Uma base de dados em linha nova que combina sintomas, antecedentes familiares e a informação arranjando em seqüência genética está apressando a busca para as doenças causadas por um único gene desonesto. Como descrito em um artigo na introdução de Maio da Mutação Humana, a base de dados, conhecida como PhenoDB, permite todo o clínico de documentar casos de doenças genéticas incomuns para a análise por pesquisadores na Faculdade de Medicina da Universidade Johns Hopkins ou na Faculdade de Baylor da Medicina em Houston. Se um comitê da revisão concorda que o paciente pode certamente ter uma doença genética previamente desconhecida, o paciente e alguns de seus membros da família podem ser oferecidos o teste genético detalhado livre em um esforço para identificar o culpado da doença.

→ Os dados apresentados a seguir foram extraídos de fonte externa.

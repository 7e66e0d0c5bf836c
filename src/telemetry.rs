use tracing::{subscriber::set_global_default, Subscriber};
use tracing_bunyan_formatter::{BunyanFormattingLayer, JsonStorageLayer};
use tracing_log::LogTracer;
use tracing_subscriber::{layer::SubscriberExt, EnvFilter, Registry};

/// Compose multiple layers into a `tracing`'s subscriber.
///
/// `RUST_LOG` takes precedence over `env_filter`.
pub fn get_subscriber(name: String, env_filter: String) -> impl Subscriber + Send + Sync {
    let env_filter =
        EnvFilter::try_from_default_env().unwrap_or_else(|_| EnvFilter::new(env_filter));
    let formatting_layer = BunyanFormattingLayer::new(name, std::io::stdout);
    Registry::default()
        .with(env_filter)
        .with(JsonStorageLayer)
        .with(formatting_layer)
}

/// Register a subscriber as global default to process span data.
///
/// It should only be called once!
pub fn init_subscriber(subscriber: impl Subscriber + Send + Sync) {
    LogTracer::init().expect("Failed to set logger");
    set_global_default(subscriber).expect("Failed to set subscriber");
}
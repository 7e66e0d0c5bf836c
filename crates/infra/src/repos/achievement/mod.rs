mod inmemory;
mod postgres;

pub use inmemory::InMemoryAchievementRepo;
pub use postgres::PostgresAchievementRepo;

use crate::repos::shared::query_structs::{CertificationFilter, DueQuery, ReminderLock};
use certwatch_domain::{Achievement, Certification, ID};

#[async_trait::async_trait]
pub trait IAchievementRepo: Send + Sync {
    async fn insert(&self, achievement: &Achievement) -> anyhow::Result<()>;
    /// Persists the achievement and releases a reminder lock held on it.
    /// `reminders_sent` is never lowered by a save.
    async fn save(&self, achievement: &Achievement) -> anyhow::Result<()>;
    async fn find(&self, achievement_id: &ID) -> Option<Achievement>;
    async fn find_certification(&self, achievement_id: &ID) -> Option<Certification>;
    async fn find_due(&self, query: &DueQuery) -> anyhow::Result<Vec<Certification>>;
    /// Ordered by `is_expired` and then by expiry date, certifications
    /// without expiry date last
    async fn find_by_filter(
        &self,
        filter: &CertificationFilter,
    ) -> anyhow::Result<Vec<Certification>>;
    /// Atomically claims the achievement for a reminder run. Returns `None`
    /// when another run holds the lock or the lock condition does not hold.
    async fn lock_for_reminder(&self, lock: &ReminderLock) -> anyhow::Result<Option<Achievement>>;
    async fn unlock(&self, achievement_id: &ID) -> anyhow::Result<()>;
}
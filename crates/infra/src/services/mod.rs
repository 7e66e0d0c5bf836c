mod email;

pub use email::{
    inmemory::InMemoryMailer,
    smtp::SmtpMailer,
    template::{ReminderEmail, ReminderTemplates, Urgency},
    EmailMessage, IMailer, MailerError,
};
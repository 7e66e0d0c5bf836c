use super::{
    deliver_reminder::{deliver_reminder, DeliveryOutcome, ReminderKind},
    within_scope,
};
use crate::{
    error::CertwatchError,
    shared::{
        auth::{protect_admin_route, Caller, Permission},
        usecase::{execute_with_policy, PermissionBoundary, UseCase},
    },
};
use actix_web::{web, HttpRequest, HttpResponse};
use certwatch_api_structs::send_certification_reminder::{APIResponse, PathParams};
use certwatch_domain::ID;
use certwatch_infra::{CertwatchContext, LockCondition};

pub async fn send_certification_reminder_controller(
    http_req: HttpRequest,
    path: web::Path<PathParams>,
    ctx: web::Data<CertwatchContext>,
) -> Result<HttpResponse, CertwatchError> {
    let caller = Caller::Admin(protect_admin_route(&http_req, &ctx)?);

    let usecase = SendCertificationReminderUseCase {
        achievement_id: path.achievement_id.clone(),
        tenant_id: caller.tenant_scope(),
    };

    execute_with_policy(usecase, &caller.policy(), &ctx)
        .await
        .map(|_| HttpResponse::Ok().json(APIResponse::sent()))
        .map_err(CertwatchError::from)
}

/// Sends a manual reminder for one certification, regardless of its schedule
#[derive(Debug)]
pub struct SendCertificationReminderUseCase {
    pub achievement_id: ID,
    /// Tenant the caller is restricted to
    pub tenant_id: Option<ID>,
}

#[derive(Debug, PartialEq)]
pub enum UseCaseError {
    NotFound(ID),
    AlreadyInProgress(ID),
    SendFailed,
    StorageError,
}

impl From<UseCaseError> for CertwatchError {
    fn from(e: UseCaseError) -> Self {
        match e {
            UseCaseError::NotFound(id) => Self::NotFound(format!(
                "The certification with id: {}, was not found.",
                id
            )),
            UseCaseError::AlreadyInProgress(id) => Self::Conflict(format!(
                "A reminder for the certification with id: {} is already being sent.",
                id
            )),
            UseCaseError::SendFailed | UseCaseError::StorageError => {
                Self::OperationFailed("Failed to send reminder".into())
            }
        }
    }
}

#[async_trait::async_trait(?Send)]
impl UseCase for SendCertificationReminderUseCase {
    type Response = ();

    type Error = UseCaseError;

    const NAME: &'static str = "SendCertificationReminder";

    async fn execute(&mut self, ctx: &CertwatchContext) -> Result<Self::Response, Self::Error> {
        let certification = match ctx
            .repos
            .achievements
            .find_certification(&self.achievement_id)
            .await
        {
            Some(c) if within_scope(&self.tenant_id, &c.achievement) => c,
            _ => return Err(UseCaseError::NotFound(self.achievement_id.clone())),
        };

        let outcome = deliver_reminder(
            certification,
            ReminderKind::Manual,
            LockCondition::Any,
            ctx,
        )
        .await
        .map_err(|_| UseCaseError::StorageError)?;

        match outcome {
            DeliveryOutcome::Sent => Ok(()),
            DeliveryOutcome::Failed => Err(UseCaseError::SendFailed),
            DeliveryOutcome::Skipped => {
                Err(UseCaseError::AlreadyInProgress(self.achievement_id.clone()))
            }
        }
    }
}

impl PermissionBoundary for SendCertificationReminderUseCase {
    fn permissions(&self) -> Vec<Permission> {
        vec![Permission::SendReminders]
    }
}

#[cfg(test)]
mod tests {
    use super::*;
    use crate::certification::test_fixtures::{now, Fixture};
    use crate::shared::usecase::execute;
    use certwatch_domain::ReminderType;
    use chrono::Duration;

    #[actix_web::test]
    async fn sends_reminder_and_updates_bookkeeping() {
        let f = Fixture::new().await;
        let achievement = f.add(Some(now() + Duration::days(45))).await;

        let usecase = SendCertificationReminderUseCase {
            achievement_id: achievement.id.clone(),
            tenant_id: Some(f.tenant.id.clone()),
        };
        assert!(execute(usecase, &f.ctx).await.is_ok());

        let sent = f.mailer.sent();
        assert_eq!(sent.len(), 1);
        assert_eq!(sent[0].to, f.customer.email);
        assert_eq!(
            sent[0].subject,
            "Reminder: Your Domestic Gas Safety certification expires in 45 days"
        );

        let updated = f.ctx.repos.achievements.find(&achievement.id).await.unwrap();
        assert_eq!(updated.reminders_sent, 1);
        assert_eq!(updated.next_reminder_date, Some(now() + Duration::days(14)));
        assert!(!updated.is_expired);

        let history = f.reminders(&achievement.id).await;
        assert_eq!(history.len(), 1);
        assert_eq!(history[0].reminder_type, ReminderType::Custom);
        assert!(history[0].email_sent);
        assert_eq!(history[0].email_subject, sent[0].subject);
    }

    #[actix_web::test]
    async fn flags_expired_certification() {
        let f = Fixture::new().await;
        let achievement = f.add(Some(now() - Duration::days(2))).await;

        let usecase = SendCertificationReminderUseCase {
            achievement_id: achievement.id.clone(),
            tenant_id: None,
        };
        assert!(execute(usecase, &f.ctx).await.is_ok());

        assert_eq!(
            f.mailer.sent()[0].subject,
            "URGENT: Your Domestic Gas Safety certification has expired"
        );
        let updated = f.ctx.repos.achievements.find(&achievement.id).await.unwrap();
        assert!(updated.is_expired);
        assert_eq!(updated.reminders_sent, 1);
        assert_eq!(updated.next_reminder_date, None);
    }

    #[actix_web::test]
    async fn hides_other_tenants_certifications() {
        let f = Fixture::new().await;
        let achievement = f.add(Some(now() + Duration::days(45))).await;

        let usecase = SendCertificationReminderUseCase {
            achievement_id: achievement.id.clone(),
            tenant_id: Some(ID::new()),
        };
        let res = execute(usecase, &f.ctx).await;
        assert_eq!(res, Err(UseCaseError::NotFound(achievement.id.clone())));

        let usecase = SendCertificationReminderUseCase {
            achievement_id: ID::new(),
            tenant_id: None,
        };
        assert!(matches!(
            execute(usecase, &f.ctx).await,
            Err(UseCaseError::NotFound(_))
        ));
        assert!(f.mailer.sent().is_empty());
        assert!(f.reminders(&achievement.id).await.is_empty());
    }

    #[actix_web::test]
    async fn failed_send_leaves_certification_unchanged() {
        let f = Fixture::new().await;
        let achievement = f.add(Some(now() - Duration::days(2))).await;
        f.mailer.fail_for(&f.customer.email);

        let usecase = SendCertificationReminderUseCase {
            achievement_id: achievement.id.clone(),
            tenant_id: None,
        };
        assert_eq!(execute(usecase, &f.ctx).await, Err(UseCaseError::SendFailed));

        let unchanged = f.ctx.repos.achievements.find(&achievement.id).await.unwrap();
        assert_eq!(unchanged, achievement);

        let history = f.reminders(&achievement.id).await;
        assert_eq!(history.len(), 1);
        assert!(!history[0].email_sent);
    }

    #[actix_web::test]
    async fn rejects_concurrent_send() {
        let f = Fixture::new().await;
        let achievement = f.add(Some(now() + Duration::days(45))).await;
        f.hold_lock(&achievement.id).await;

        let usecase = SendCertificationReminderUseCase {
            achievement_id: achievement.id.clone(),
            tenant_id: None,
        };
        assert_eq!(
            execute(usecase, &f.ctx).await,
            Err(UseCaseError::AlreadyInProgress(achievement.id.clone()))
        );
        assert!(f.mailer.sent().is_empty());
    }
}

“PhenoDB é muito mais útil do que I pensou mesmo que seria,” diz Ada Hamosh, M.D., M.P.H., um professor no Instituto de McKusick-Nathans da Medicina Genética na Faculdade de Medicina da Universidade Johns Hopkins. “Trazer toda esta informação é junto crucial a figurar para fora o que nossas variações genéticas significam.” A base de dados é projectada capturar um bando da informação estandardizada sobre o fenótipo, que Hamosh define como “alguns característicos de uma pessoa” - sintomas, história pessoal e da família da saúde, aparência, Etc.
Hamosh e outro desenvolveram PhenoDB para o Centro para a Genómica Mendelian (BHCMG), uma iniciativa de quatro anos de Baylor-Hopkins que, junto com suas contrapartes na Universidade de Yale e na Universidade de Washington, fosse cobrada com a descoberta das raizes genéticas de cada desordem causada por um único gene defeituoso. Há as 3.000 desordens herdadas calculadas que foram descritos fenotìpica nos papéis científicos mas os cujos as causas genéticas não foram localizadas ainda, Hamosh diz, mas desde que muitas desordens do único-gene são extremamente raras, suspeita que muito mais não as fizeram ainda na literatura.
Os Centros para a Genómica Mendelian têm uma ferramenta poderosa em sua eliminação, conhecida como arranjar em seqüência inteiro-exome. Apenas há alguns anos atrás, Hamosh explica, um geneticista que tenta diagnosticar a causa de uma doença herdada faria uma suposição educada baseada nos sinais e nos sintomas do paciente sobre que o gene pôde ser culpado, e pedida um teste desse gene. Se o teste voltou negativo para uma mutação, pediria um teste de um gene diferente, e assim por diante. Mas arranjar em seqüência inteiro-exome, em que aproximadamente 90% dos genes de uma pessoa são arranjados em seqüência ao mesmo tempo, tem crescido firmemente mais barato, e ele é esta ferramenta que os Centros se usarão para capturar a informação arranjando em seqüência genética (arranjar em seqüência do inteiro-genoma é o passo seguinte, mas permanece demasiado caro para muitos usos, notas de Hamosh, porque inclui todo o ADN de uma pessoa, mais de que não contem nenhum gene).